The counterclaim was an economic stabilization program introduced in 1990, which entailed a significant tightening of economic policy. As part of the program, the currency, the peso, has since been continuously depreciated against the dollar.

Since 1985, changing governments have sought to gradually liberalize and modernize the economy as well as reduce the role of the public sector in the economy. In the 1990’s, economic growth was quite high and Uruguay had no difficulty in financing the trade and payments balance deficit through foreign, direct investment and borrowing in the international capital markets.

Under the South American common market MERCOSUR, Uruguay’s dependence on the country’s main trading partners, the two major neighbors Brazil and Argentina, grew.
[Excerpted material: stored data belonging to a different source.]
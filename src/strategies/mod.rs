//! The contract team code implements, and the built-in sample strategies.

use serde_json::Value;
use std::sync::Arc;
use thiserror::Error;

use crate::{
    math::Point2,
    slot::SlotId,
    telemetry::Telemetry,
    world::SnapshotVersion,
};

mod ball_chaser;
mod center;

pub use ball_chaser::{BallChaser, LazyKicker, LoggingChaser};
pub use center::GoToCenter;

/// A fault raised by strategy code, the equivalent of an uncaught exception.
#[derive(Error, Debug, Clone, PartialEq)]
#[error("{0}")]
pub struct StrategyError(pub String);

impl StrategyError {
    pub fn new(message: impl Into<String>) -> Self {
        Self(message.into())
    }

    pub fn missing_key(key: &str) -> Self {
        Self(format!("KeyError: '{}'", key))
    }
}

/// One team's decision function.
///
/// `update` receives the strategy data built from a [`crate::world::WorldSnapshot`]
/// and returns a raw command mapping. The host never trusts that mapping: it
/// goes through [`crate::command::validate`] before reaching a robot.
pub trait Strategy: Send {
    fn team_name(&self) -> &str;

    fn snapshot_version(&self) -> SnapshotVersion {
        SnapshotVersion::Oriented
    }

    fn update(&mut self, data: &Value) -> Result<Value, StrategyError>;
}

/// What a strategy gets when it is loaded into a slot.
#[derive(Debug, Clone)]
pub struct LoadContext {
    pub slot: SlotId,
    /// owned by the slot, dropped with it
    pub telemetry: Telemetry,
}

/// Something a slot can (re)load a strategy from.
pub trait StrategySource: Send + Sync {
    fn label(&self) -> &str;

    fn load(&self, ctx: LoadContext) -> Result<Box<dyn Strategy>, StrategyError>;
}

/// A [`StrategySource`] backed by a closure.
pub struct FnSource<F> {
    label: String,
    load: F,
}

impl<F> StrategySource for FnSource<F>
where
    F: Fn(LoadContext) -> Result<Box<dyn Strategy>, StrategyError> + Send + Sync,
{
    fn label(&self) -> &str {
        &self.label
    }

    fn load(&self, ctx: LoadContext) -> Result<Box<dyn Strategy>, StrategyError> {
        (self.load)(ctx)
    }
}

pub fn from_fn<F>(label: impl Into<String>, load: F) -> Arc<dyn StrategySource>
where
    F: Fn(LoadContext) -> Result<Box<dyn Strategy>, StrategyError> + Send + Sync + 'static,
{
    Arc::new(FnSource {
        label: label.into(),
        load,
    })
}

pub fn boxed<S: Strategy + 'static>(strategy: S) -> Result<Box<dyn Strategy>, StrategyError> {
    Ok(Box::new(strategy))
}

pub const BUILTIN_NAMES: [&str; 4] = ["go_to_center", "ball_chaser", "logging_chaser", "lazy_kicker"];

/// Looks up one of the sample strategies by name.
pub fn builtin(name: &str) -> Option<Arc<dyn StrategySource>> {
    let source = match name {
        "go_to_center" => from_fn(name, |ctx| boxed(GoToCenter::new(ctx.telemetry))),
        "ball_chaser" => from_fn(name, |_| boxed(BallChaser)),
        "logging_chaser" => from_fn(name, |ctx| boxed(LoggingChaser::new(ctx.telemetry))),
        "lazy_kicker" => from_fn(name, |_| boxed(LazyKicker)),
        _ => return None,
    };
    Some(source)
}

/// Reads an `(x, y)` pair out of strategy data.
pub fn read_point(data: &Value, key: &str) -> Result<Point2, StrategyError> {
    let pair = data
        .get(key)
        .ok_or_else(|| StrategyError::missing_key(key))?;
    match pair.as_array().map(|a| a.as_slice()) {
        Some([x, y]) => match (x.as_f64(), y.as_f64()) {
            (Some(x), Some(y)) => Ok(Point2::new(x, y)),
            _ => Err(StrategyError::new(format!("TypeError: '{}' is not a pair of numbers", key))),
        },
        _ => Err(StrategyError::new(format!("TypeError: '{}' is not a pair of numbers", key))),
    }
}

pub fn read_number(data: &Value, key: &str) -> Result<f64, StrategyError> {
    data.get(key)
        .ok_or_else(|| StrategyError::missing_key(key))?
        .as_f64()
        .ok_or_else(|| StrategyError::new(format!("TypeError: '{}' is not a number", key)))
}
//! Command implementations

pub mod cache;
pub mod import;
pub mod list;
pub mod seed_admin;
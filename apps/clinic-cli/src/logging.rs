//! Log subscriber setup.
//!
//! Logs go to stderr so command output on stdout stays machine-readable.

use tracing_subscriber::{fmt, layer::SubscriberExt, util::SubscriberInitExt, EnvFilter};

use crate::error::{CliError, CliResult};

/// Initialize the tracing subscriber.
///
/// `RUST_LOG` takes precedence over `filter`. With `json`, events are
/// emitted as flattened JSON lines.
pub fn init_logging(filter: &str, json: bool) -> CliResult<()> {
    let filter_layer = EnvFilter::try_from_default_env()
        .or_else(|_| EnvFilter::try_new(filter))
        .map_err(|e| CliError::Config(format!("invalid log filter '{filter}': {e}")))?;

    let json_layer = json.then(|| {
        fmt::layer()
            .json()
            .with_writer(std::io::stderr)
            .with_target(true)
            .with_file(true)
            .with_line_number(true)
            .flatten_event(true)
    });
    let text_layer = (!json).then(|| {
        fmt::layer()
            .with_writer(std::io::stderr)
            .with_target(false)
    });

    // Already initialized (tests, embedding) is not an error.
    let _ = tracing_subscriber::registry()
        .with(json_layer)
        .with(text_layer)
        .with(filter_layer)
        .try_init();

    tracing::debug!(filter = %filter, json, "Logging initialized");
    Ok(())
}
More than half of exports went to the two countries, and Uruguay was therefore hit by their economic crises in the period 1999-2002, worst in 2002, when exports to Argentina collapsed, GDP shrank by over 10% and unemployment rose to over 20%.

The peso was made free-floating and fell sharply against the dollar, triggering inflation, but was also followed by the first trade surplus in a long time. However, Uruguay retained the confidence of the International Monetary Fund even after 2002, and when the banks had to close for a few days in August 2002, the United States provided a billion as emergency loans.

In the following years, rising meat prices high GDP growth, in 2004 as much as 11%. Unemployment and especially inflation have been reduced somewhat, but the external debt amounted to one year’s GDP in 2005, and government debt reached 82% of GDP. That same year, a left-wing coalition won government power on promises to fight poverty that became a widespread consequence of the 2002 crisis.

In 2005, Uruguay’s most important trading partners were Brazil, the United States and Argentina, which together accounted for approximately 40% of foreign trade. Exports continue to be characterized by meat, wool and skins, a large part in processed form. The state oil company ANCAP has invited foreign investors to participate in exploration concessions, but no significant oil or natural gas has been found. Denmark’s exports to Uruguay in 2005 amounted to DKK 55 million. kr.; imports from there were 34 million. kr.

Uruguay – social conditions

In Uruguay was introduced already in the early 1900-t. a comprehensive social security system that benefited, first and foremost, the urban middle class and workers. Since the mid-1900’s. social and economic disparities have grown as the regulatory role of the state has diminished. Declining export revenues and rising expenses for e.g. pensions for a growing population over the age of 50 undermined the system in the 1960’s; in 1999, 24% of the population was under 14 years of age, 63% between 15 and 64 years of age, and 13% over 65 years of age. Check youremailverifier for Uruguay social condition facts.

Since the late 1990’s, the public pension system has shrunk and a new system based on private insurance has been built. With approximately 6% of the population lives below the poverty line, halving since 1990. Income distribution is among the most equal in Latin America. The poorest 20% have 5% of their income, while the richest 20% account for 50%.

Health care is being rebuilt after the crisis years and military rule, and 95% of the population now has access to medical care and hospital; it is possible to get medicine reimbursement. Under President Tabaré Vázquez (2004-), social and health policy has become a very high priority.